# REQUIRED ACTION
Write out all of the entries exactly, please.
++++ RECORDS PROVIDED
//! Tally of boolean task outcomes
//!
//! Update and curation jobs typically queue one request per record and resolve
//! each task to `true` when the remote side accepted it and `false` when it did
//! not. The queue itself only fails on hard errors, so the soft failures have to
//! be counted afterwards.

use serde::{Deserialize, Serialize};
use tracing::info;

/// Counts of successful and unsuccessful boolean outcomes
#[derive(Debug, Clone, Copy, Default, PartialEq, Eq, Serialize, Deserialize)]
pub struct FlagSummary {
    /// Outcomes that were `true`
    pub succeeded: usize,
    /// Outcomes that were `false`
    pub failed: usize,
}

impl FlagSummary {
    /// Tally a slice of outcomes
    pub fn from_flags(flags: &[bool]) -> Self {
        flags.iter().copied().collect()
    }

    /// Total number of outcomes
    pub fn total(&self) -> usize {
        self.succeeded + self.failed
    }

    /// Whether every outcome was `true`
    pub fn all_succeeded(&self) -> bool {
        self.failed == 0
    }

    /// Log the tally, naming what was processed (e.g. "records")
    pub fn log(&self, subject: &str) {
        if self.succeeded > 0 {
            info!(count = self.succeeded, "Updated {} {}", self.succeeded, subject);
        }
        if self.failed > 0 {
            info!(
                count = self.failed,
                "There were {} errors while processing {}", self.failed, subject
            );
        }
    }
}

impl FromIterator<bool> for FlagSummary {
    fn from_iter<I: IntoIterator<Item = bool>>(iter: I) -> Self {
        iter.into_iter().fold(Self::default(), |mut summary, flag| {
            if flag {
                summary.succeeded += 1;
            } else {
                summary.failed += 1;
            }
            summary
        })
    }
}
++++++++
# RESPONSE AREA
//! Tally of boolean task outcomes
//!
//! Update and curation jobs typically queue one request per record and resolve
//! each task to `true` when the remote side accepted it and `false` when it did
//! not. The queue itself only fails on hard errors, so the soft failures have to
//! be counted afterwards.

use serde::{Deserialize, Serialize};
use tracing::info;

/// Counts of successful and unsuccessful boolean outcomes
#[derive(Debug, Clone, Copy, Default, PartialEq, Eq, Serialize, Deserialize)]
pub struct FlagSummary {
    /// Outcomes that were `true`
    pub succeeded: usize,
    /// Outcomes that were `false`
    pub failed: usize,
}

impl FlagSummary {
    /// Tally a slice of outcomes
    pub fn from_flags(flags: &[bool]) -> Self {
        flags.iter().copied().collect()
    }

    /// Total number of outcomes
    pub fn total(&self) -> usize {
        self.succeeded + self.failed
    }

    /// Whether every outcome was `true`
    pub fn all_succeeded(&self) -> bool {
        self.failed == 0
    }

    /// Log the tally, naming what was processed (e.g. "records")
    pub fn log(&self, subject: &str) {
        if self.succeeded > 0 {
            info!(count = self.succeeded, "Updated {} {}", self.succeeded, subject);
        }
        if self.failed > 0 {
            info!(
                count = self.failed,
                "There were {} errors while processing {}", self.failed, subject
            );
        }
    }
}

impl FromIterator<bool> for FlagSummary {
    fn from_iter<I: IntoIterator<Item = bool>>(iter: I) -> Self {
        iter.into_iter().fold(Self::default(), |mut summary, flag| {
            if flag {
                summary.succeeded += 1;
            } else {
                summary.failed += 1;
            }
            summary
        })
    }
}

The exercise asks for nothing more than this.